(Dataset entries)
━━━━━━
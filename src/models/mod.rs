// Model exports
pub mod domain;
pub mod requests;
pub mod responses;

pub use domain::{
    BoundingBox, DriverProfile, Gender, GeoPoint, MatchQuality, MatchRequest, MatchResult,
    RideOffer, RideQuery, RideStatus, RiderProfile, SafetyPreference, ScoredCandidate,
    ScoringWeights, VehicleInfo,
};
pub use requests::{FareQuoteRequest, FindMatchesRequest, UpdateWeightsRequest};
pub use responses::{ErrorResponse, FareQuoteResponse, FindMatchesResponse, HealthResponse, WeightsResponse};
━━━━━━
Transcribe all of the entries without altering anything.

filename src/models/mod.rs
// Model exports
pub mod domain;
pub mod requests;
pub mod responses;

pub use domain::{
    BoundingBox, DriverProfile, Gender, GeoPoint, MatchQuality, MatchRequest, MatchResult,
    RideOffer, RideQuery, RideStatus, RiderProfile, SafetyPreference, ScoredCandidate,
    ScoringWeights, VehicleInfo,
};
pub use requests::{FareQuoteRequest, FindMatchesRequest, UpdateWeightsRequest};
pub use responses::{ErrorResponse, FareQuoteResponse, FindMatchesResponse, HealthResponse, WeightsResponse};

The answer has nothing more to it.